Let’s first discuss the representation of predicates issue, which was also a
concern in the real-time content stream processing. Here you might first
fall into the trap of whitelisting the operators (==
, !=
, >
, >=
,
<
, <=
, ~=
) and the content attributes (attrs.gpc.family_id
,
attrs.gpc.chunk_id
, attrs.disk_capacity_bytes
, etc.) that are allowed in
configuration predicates. While whitelisting operators is fine, whitelisting
the content attributes implies that the ETL pipeline, the configuration
administration GUIs, etc. all needs to have the knowledge of this whitelist
which strictly depends on the structure of the real-time content stream
message structures. Whenever the message structures change or you want to
add a new attribute to this whitelist, both happen a couple of times every
year, you need to propagate this to many components in your service milky
way and perform a deploy without downtime.
What about translating these predicate representations into efficient ETL storage query filters? Let’s take the simplest approach: Represent each attribute with a separate field. Then let me ask you the following questions:
If you would opt for using an RDBMS, you can represent attributes by columns and create an index for each individual column. (Ouch!) Thanks to the half-century battle-tested RDBMS literature, the database can easily optimize and perform an index scan for the constructed queries:
SELECT ...
FROM content
WHERE attrs_gpc_family_id = '1234'
AND attrs_gpc_chunk_id = '5678'
That being said… What if you hit to the maximum column count limitation? (Yes, we did!) Further, what about attributes that are list of objects:
{
"authors": [
{
"fname": "Volkan",
"lname": "Yazici"
},
{
"fname": "Lourens",
"lname": "Heijs"
}
]
}
You definitely cannot store these in a single column and still query each individual component. Ok, then you can normalize the data as follows:
SELECT ...
FROM content,
attribute AS a1,
attribute AS a2
WHERE a1.content_id = content.id AND a1.name = 'gpc_family_id' AND a1.value = '1234'
AND a2.content_id = content.id AND a2.name = 'gpc_chunk_id' AND a2.value = '5678'
So far so good. But… In a matter of months, you will need to start partitioning tables and maybe even move certain partitions into separate database instances to maintain the latency under a certain threshold. (Yes, we did this as well!) But this never-ending database structure optimization more and more feels like you are inventing your own distributed database using a plain RDBMS. Does this really still need to be this way in 2018?

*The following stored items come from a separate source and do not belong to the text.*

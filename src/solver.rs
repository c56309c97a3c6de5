//! Constraint filter for the solve mode.
//!
//! Constraints come straight from user input: a letter fixed at a position
//! (green), letters ruled out at a position (yellow), and letters absent
//! from the word entirely (gray).

use crate::wordbank::{WORD_LENGTH, WordList};
use std::collections::BTreeSet;

pub const MAX_RESULTS: usize = 100;

/// Uppercase ASCII letters of `raw`, everything else dropped.
#[must_use]
pub fn sanitize_letters(raw: &str) -> String {
    raw.chars()
        .filter(char::is_ascii_alphabetic)
        .map(|c| c.to_ascii_uppercase())
        .collect()
}

#[derive(Debug, Clone, Default, PartialEq, Eq)]
pub struct SolverConstraints {
    correct: [Option<char>; WORD_LENGTH],
    excluded: [BTreeSet<char>; WORD_LENGTH],
    absent: BTreeSet<char>,
}

impl SolverConstraints {
    #[must_use]
    pub fn new() -> Self {
        Self::default()
    }

    #[must_use]
    pub fn correct(&self) -> &[Option<char>; WORD_LENGTH] {
        &self.correct
    }

    #[must_use]
    pub fn excluded(&self) -> &[BTreeSet<char>; WORD_LENGTH] {
        &self.excluded
    }

    #[must_use]
    pub fn absent(&self) -> &BTreeSet<char> {
        &self.absent
    }

    /// Fix the letter at `position` to the first letter of `raw`, or clear
    /// the slot when `raw` has none.
    ///
    /// # Panics
    ///
    /// Panics if `position >= WORD_LENGTH`.
    pub fn set_correct(&mut self, position: usize, raw: &str) {
        let letter = sanitize_letters(raw).chars().next();
        self.fix_letter(position, letter);
    }

    /// Replace the letters ruled out at `position`.
    ///
    /// # Panics
    ///
    /// Panics if `position >= WORD_LENGTH`.
    pub fn set_excluded(&mut self, position: usize, raw: &str) {
        let letters: BTreeSet<char> = sanitize_letters(raw).chars().collect();
        for letter in &letters {
            self.absent.remove(letter);
        }
        self.excluded[position] = letters;
    }

    /// Replace the absent set. Letters already known to be in the word are
    /// dropped.
    pub fn set_absent(&mut self, raw: &str) {
        let known = self.known_letters();
        self.absent = sanitize_letters(raw)
            .chars()
            .filter(|c| !known.contains(c))
            .collect();
    }

    /// Fill the correct slots from the start with up to five pasted letters.
    pub fn paste_correct(&mut self, raw: &str) {
        for (position, letter) in sanitize_letters(raw).chars().take(WORD_LENGTH).enumerate() {
            self.fix_letter(position, Some(letter));
        }
    }

    pub fn clear(&mut self) {
        *self = Self::default();
    }

    fn fix_letter(&mut self, position: usize, letter: Option<char>) {
        if let Some(letter) = letter {
            self.absent.remove(&letter);
        }
        self.correct[position] = letter;
    }

    fn known_letters(&self) -> BTreeSet<char> {
        self.correct
            .iter()
            .flatten()
            .copied()
            .chain(self.excluded.iter().flatten().copied())
            .collect()
    }

    #[must_use]
    pub fn is_empty(&self) -> bool {
        self.correct.iter().all(Option::is_none)
            && self.excluded.iter().all(BTreeSet::is_empty)
            && self.absent.is_empty()
    }

    /// Whether `word` satisfies every constraint.
    ///
    /// A letter ruled out at a position is only forbidden there; it is not
    /// required to appear anywhere else in the word.
    #[must_use]
    pub fn matches(&self, word: &str) -> bool {
        let letters: Vec<char> = word.chars().map(|c| c.to_ascii_uppercase()).collect();
        if letters.len() != WORD_LENGTH {
            return false;
        }
        for (i, letter) in letters.iter().enumerate() {
            if self.correct[i].is_some_and(|c| c != *letter) {
                return false;
            }
            if self.excluded[i].contains(letter) {
                return false;
            }
        }
        !letters.iter().any(|c| self.absent.contains(c))
    }

    /// First [`MAX_RESULTS`] matching words in list order. Empty when no
    /// constraint is set.
    #[must_use]
    pub fn filter(&self, words: &WordList) -> Vec<String> {
        if self.is_empty() {
            return Vec::new();
        }
        words
            .iter()
            .filter(|word| self.matches(word))
            .take(MAX_RESULTS)
            .map(str::to_string)
            .collect()
    }

    #[must_use]
    pub fn criteria(&self) -> Criteria {
        Criteria {
            correct: self.correct.iter().flatten().collect(),
            misplaced: self.excluded.iter().flatten().collect(),
            absent: self.absent.iter().collect(),
        }
    }
}

pub fn filter_candidates(words: &WordList, constraints: &SolverConstraints) -> Vec<String> {
    constraints.filter(words)
}

/// Flattened, uppercase summary of the active constraints.
#[derive(Debug, Clone, Default, PartialEq, Eq)]
pub struct Criteria {
    pub correct: String,
    pub misplaced: String,
    pub absent: String,
}

impl Criteria {
    #[must_use]
    pub fn is_empty(&self) -> bool {
        self.correct.is_empty() && self.misplaced.is_empty() && self.absent.is_empty()
    }
}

If you would opt for using MongoDB, like using
an RDBMS, you still need create an explicit index on each (whitelisted)
field. For filters involving multiple fields (e.g., attrs.gpc.family_id
== 1234 && attrs.gpc.chunk_id == 5678
), MongoDB query optimizer can
purpose individual field indices via index intersection.
That being said, our experience with this feature has not been very
pleasant.
The issue where attributes might contain list of objects is not a problem for MongoDB.
If you would opt for Google Cloud Datastore, you will need to create explicit indices for each potential filter combination and order matters! Yes, you read that right! Let me exemplify this bizarre situation. If you have configurations with the following predicates:
attrs.gpc.family_id == 1234
attrs.gpc.chunk_id == 5678
attrs.gpc.family_id == 1234 && attrs.gpc.chunk_id == 5678
attrs.gpc.chunk_id == 5678 && attrs.gpc.family_id == 1234
you need to define 4 different indices! Ouch! This in its own was a Datastore show stopper for us.
If you would opt for Elasticsearch,
all fields are indexed by default and you can use them in any combination!
Yay! No need for whitelisting! And similar to MongoDB, Elasticsearch also
allows querying list of objects,
you just need to declare them explicitly as nested
. If you don’t even
want to worry about that, you can add a dynamic mapping template to make
each object nested by default. Following is the index mapping you can use
for that purpose:
{
"date_detection": false,
"dynamic_templates": [
{
"strings": {
"match_mapping_type": "string",
"mapping": {
"type": "keyword"
}
}
},
{
"objects": {
"match_mapping_type": "object",
"mapping": {
"type": "nested"
}
}
}
]
}
Above mapping also disables analyzing the fields of type string
, since
we are not interested in performing fuzzy queries. Clearly, date detection
is disabled for similar reasons.
These being said, Elasticsearch is known to suffer from deteriorating query performance over time when exposed to high update rates.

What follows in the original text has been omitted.